Jordan Peterson's New Book Stirs Controversy At Penguin Random House Canada

Canadian clinical psychologist and commentator Jordan Peterson is releasing a new book through Penguin Random House Canada, which is causing pushback from some of its staffers.

As reported by Vice News, the publisher announced on Monday that it would be releasing Beyond Order: 12 More Rules for Life in March 2021. In response, some staffers allegedly expressed opposition to the decision to platform Peterson, who has sparked controversy for his commentary on political and cultural issues.

One junior employee argued that Peterson is an "icon of hate speech" and "white supremacy." Another claimed that people cried at the company town hall centered around the book on Monday as they discussed how Peterson had negatively affected their lives.

Penguin Random House Canada issued a statement to Vice News in which it supported its workers' rights to express their opinion on the company's decision to publish the book.

"Our employees have started an anonymous feedback channel, which we fully support. We are open to hearing our employees' feedback and answering all of their questions. We remain committed to publishing a range of voices and viewpoints."
Peterson first drew national attention for his opposition to Bill C-16 — which sought to increase protections for non-binary and trans Canadians — and argued it did not bode well for free speech protections in the country. He also penned the self-help book 12 Rules for Life: An Antidote to Chaos.

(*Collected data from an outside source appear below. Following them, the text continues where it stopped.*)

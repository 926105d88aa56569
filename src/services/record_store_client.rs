//! Record store client
//!
//! Writes reviewed items into the fridge tracker, a Notion database. One
//! item becomes one page; submission calls this once per included item so a
//! single failure never aborts the rest of the batch.

use async_trait::async_trait;
use chrono::{Local, NaiveDate};
use serde::{Deserialize, Serialize};
use std::time::Duration;
use thiserror::Error;

use crate::models::DraftItem;

const NOTION_API_BASE: &str = "https://api.notion.com/v1";
const NOTION_VERSION: &str = "2022-06-28";
const REQUEST_TIMEOUT_SECS: u64 = 30;

/// Filled into the Notes column when the reviewer left it blank
const DEFAULT_NOTES: &str = "Via receipt import";

/// Record store client errors
#[derive(Debug, Error)]
pub enum RecordStoreError {
    #[error("Network error: {0}")]
    NetworkError(String),

    #[error("Record store rejected the integration token")]
    InvalidToken,

    #[error("API error {0}: {1}")]
    ApiError(u16, String),
}

/// Record store seam. The HTTP client below is the production
/// implementation; tests substitute their own.
#[async_trait]
pub trait RecordWriter: Send + Sync {
    /// Create one tracker record for an item the reviewer kept included
    async fn create_record(&self, item: &DraftItem, submitter: &str)
        -> Result<(), RecordStoreError>;
}

// Page creation request structures, shaped for the Notion pages endpoint
#[derive(Debug, Serialize)]
struct CreatePageRequest {
    parent: Parent,
    properties: PageProperties,
}

#[derive(Debug, Serialize)]
struct Parent {
    database_id: String,
}

#[derive(Debug, Serialize)]
struct PageProperties {
    #[serde(rename = "Food")]
    food: TitleProperty,
    #[serde(rename = "Date Added")]
    date_added: DateProperty,
    #[serde(rename = "Expires")]
    expires: DateProperty,
    #[serde(rename = "Meal Cost")]
    meal_cost: NumberProperty,
    #[serde(rename = "Added By")]
    added_by: SelectProperty,
    #[serde(rename = "Notes")]
    notes: RichTextProperty,
    #[serde(rename = "Archived")]
    archived: CheckboxProperty,
}

#[derive(Debug, Serialize)]
struct TitleProperty {
    title: Vec<TextFragment>,
}

#[derive(Debug, Serialize)]
struct RichTextProperty {
    rich_text: Vec<TextFragment>,
}

#[derive(Debug, Serialize)]
struct TextFragment {
    text: TextContent,
}

#[derive(Debug, Serialize)]
struct TextContent {
    content: String,
}

#[derive(Debug, Serialize)]
struct DateProperty {
    date: DateValue,
}

#[derive(Debug, Serialize)]
struct DateValue {
    start: NaiveDate,
}

#[derive(Debug, Serialize)]
struct NumberProperty {
    number: f64,
}

#[derive(Debug, Serialize)]
struct SelectProperty {
    select: SelectValue,
}

#[derive(Debug, Serialize)]
struct SelectValue {
    name: String,
}

#[derive(Debug, Serialize)]
struct CheckboxProperty {
    checkbox: bool,
}

/// Error body returned by the record store API
#[derive(Debug, Deserialize)]
struct StoreErrorBody {
    #[serde(default)]
    code: Option<String>,
    #[serde(default)]
    message: Option<String>,
}

/// Notion pages API client
pub struct RecordStoreClient {
    http_client: reqwest::Client,
    token: String,
    database_id: String,
}

impl RecordStoreClient {
    pub fn new(token: String, database_id: String) -> Result<Self, RecordStoreError> {
        let http_client = reqwest::Client::builder()
            .timeout(Duration::from_secs(REQUEST_TIMEOUT_SECS))
            .build()
            .map_err(|e| RecordStoreError::NetworkError(e.to_string()))?;

        Ok(Self {
            http_client,
            token,
            database_id,
        })
    }

    fn build_request(
        &self,
        item: &DraftItem,
        submitter: &str,
        added_on: NaiveDate,
    ) -> CreatePageRequest {
        let notes = if item.notes.trim().is_empty() {
            DEFAULT_NOTES.to_string()
        } else {
            item.notes.clone()
        };

        CreatePageRequest {
            parent: Parent {
                database_id: self.database_id.clone(),
            },
            properties: PageProperties {
                food: TitleProperty {
                    title: vec![TextFragment {
                        text: TextContent {
                            content: item.food.clone(),
                        },
                    }],
                },
                date_added: DateProperty {
                    date: DateValue { start: added_on },
                },
                expires: DateProperty {
                    date: DateValue {
                        start: item.expiry_date,
                    },
                },
                meal_cost: NumberProperty { number: item.cost },
                added_by: SelectProperty {
                    select: SelectValue {
                        name: submitter.to_string(),
                    },
                },
                notes: RichTextProperty {
                    rich_text: vec![TextFragment {
                        text: TextContent { content: notes },
                    }],
                },
                archived: CheckboxProperty { checkbox: false },
            },
        }
    }
}

#[async_trait]
impl RecordWriter for RecordStoreClient {
    async fn create_record(
        &self,
        item: &DraftItem,
        submitter: &str,
    ) -> Result<(), RecordStoreError> {
        let body = self.build_request(item, submitter, Local::now().date_naive());

        tracing::debug!(food = %item.food, "Writing item to record store");

        let response = self
            .http_client
            .post(format!("{}/pages", NOTION_API_BASE))
            .header("Authorization", format!("Bearer {}", self.token))
            .header("Notion-Version", NOTION_VERSION)
            .header("content-type", "application/json")
            .json(&body)
            .send()
            .await
            .map_err(|e| RecordStoreError::NetworkError(e.to_string()))?;

        let status = response.status();

        if status == 401 {
            return Err(RecordStoreError::InvalidToken);
        }

        if !status.is_success() {
            let error_text = response.text().await.unwrap_or_default();
            let message = serde_json::from_str::<StoreErrorBody>(&error_text)
                .ok()
                .and_then(|body| match (body.code, body.message) {
                    (Some(code), Some(message)) => Some(format!("{}: {}", code, message)),
                    (None, Some(message)) => Some(message),
                    _ => None,
                })
                .unwrap_or(error_text);
            return Err(RecordStoreError::ApiError(status.as_u16(), message));
        }

        Ok(())
    }
}

#[cfg(test)]
mod tests {
    use super::*;

    fn sample_item(notes: &str) -> DraftItem {
        DraftItem {
            food: "Chicken Thighs".to_string(),
            expiry_date: NaiveDate::from_ymd_opt(2025, 3, 17).unwrap(),
            cost: 8.22,
            notes: notes.to_string(),
            include: true,
        }
    }

    fn client() -> RecordStoreClient {
        RecordStoreClient::new("secret-token".to_string(), "db-123".to_string()).unwrap()
    }

    #[test]
    fn test_build_request_payload_shape() {
        let item = sample_item("6.37lb");
        let added_on = NaiveDate::from_ymd_opt(2025, 3, 15).unwrap();
        let body = client().build_request(&item, "You", added_on);

        let value = serde_json::to_value(&body).unwrap();
        assert_eq!(value["parent"]["database_id"], "db-123");

        let props = &value["properties"];
        assert_eq!(
            props["Food"]["title"][0]["text"]["content"],
            "Chicken Thighs"
        );
        assert_eq!(props["Date Added"]["date"]["start"], "2025-03-15");
        assert_eq!(props["Expires"]["date"]["start"], "2025-03-17");
        assert_eq!(props["Meal Cost"]["number"], 8.22);
        assert_eq!(props["Added By"]["select"]["name"], "You");
        assert_eq!(props["Notes"]["rich_text"][0]["text"]["content"], "6.37lb");
        assert_eq!(props["Archived"]["checkbox"], false);
    }

    #[test]
    fn test_build_request_defaults_blank_notes() {
        let item = sample_item("   ");
        let added_on = NaiveDate::from_ymd_opt(2025, 3, 15).unwrap();
        let body = client().build_request(&item, "Partner", added_on);

        let value = serde_json::to_value(&body).unwrap();
        assert_eq!(
            value["properties"]["Notes"]["rich_text"][0]["text"]["content"],
            DEFAULT_NOTES
        );
    }

    #[test]
    fn test_error_body_message_extraction() {
        let raw = r#"{"object": "error", "status": 400, "code": "validation_error", "message": "Expires is expected to be date."}"#;
        let body: StoreErrorBody = serde_json::from_str(raw).unwrap();
        assert_eq!(body.code.as_deref(), Some("validation_error"));
        assert!(body.message.unwrap().contains("Expires"));
    }

    #[test]
    fn test_client_creation() {
        assert!(RecordStoreClient::new("t".to_string(), "db".to_string()).is_ok());
    }
}
//! HTTP API handlers for fridge-ri

pub mod health;
pub mod sessions;
pub mod ui;

pub use health::health_routes;
pub use sessions::session_routes;
pub use ui::ui_routes;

Anne Collins, publisher of Knopf Random Canada Publishing Group — which Peterson's book will be published under — argued that his strategies had "helped millions of people who are on the fringes of society." She suggested that without Peterson's help, these individuals would be radicalized by alt-right groups. But Collins' claims didn't convince everyone. One employee claimed that she was attempting to put a positive spin on the publisher's decision to release the title.

The controversy around the book has generated varying opinions on social media.

According to Entertainment Focus, Peterson's new work will focus on gaining meaning from life by exploring the unknown and adapting to a world that is always changing.
"Beyond Order therefore calls on us to balance the two fundamental principles of reality – order and chaos – and reveals the profound meaning that can be found on the path that divides them."
The book comes on the heels of Peterson's stint in a Russian hospital after becoming addicted to the benzodiazepine anti-anxiety drug clonazepam, which is known by the brand name Klonopin. As The Inquisitr reported, the psychologist was alleged to have suffered from neurological damage during this recovery and a bout of pneumonia, which prompted doctors to place him in an induced coma for eight days.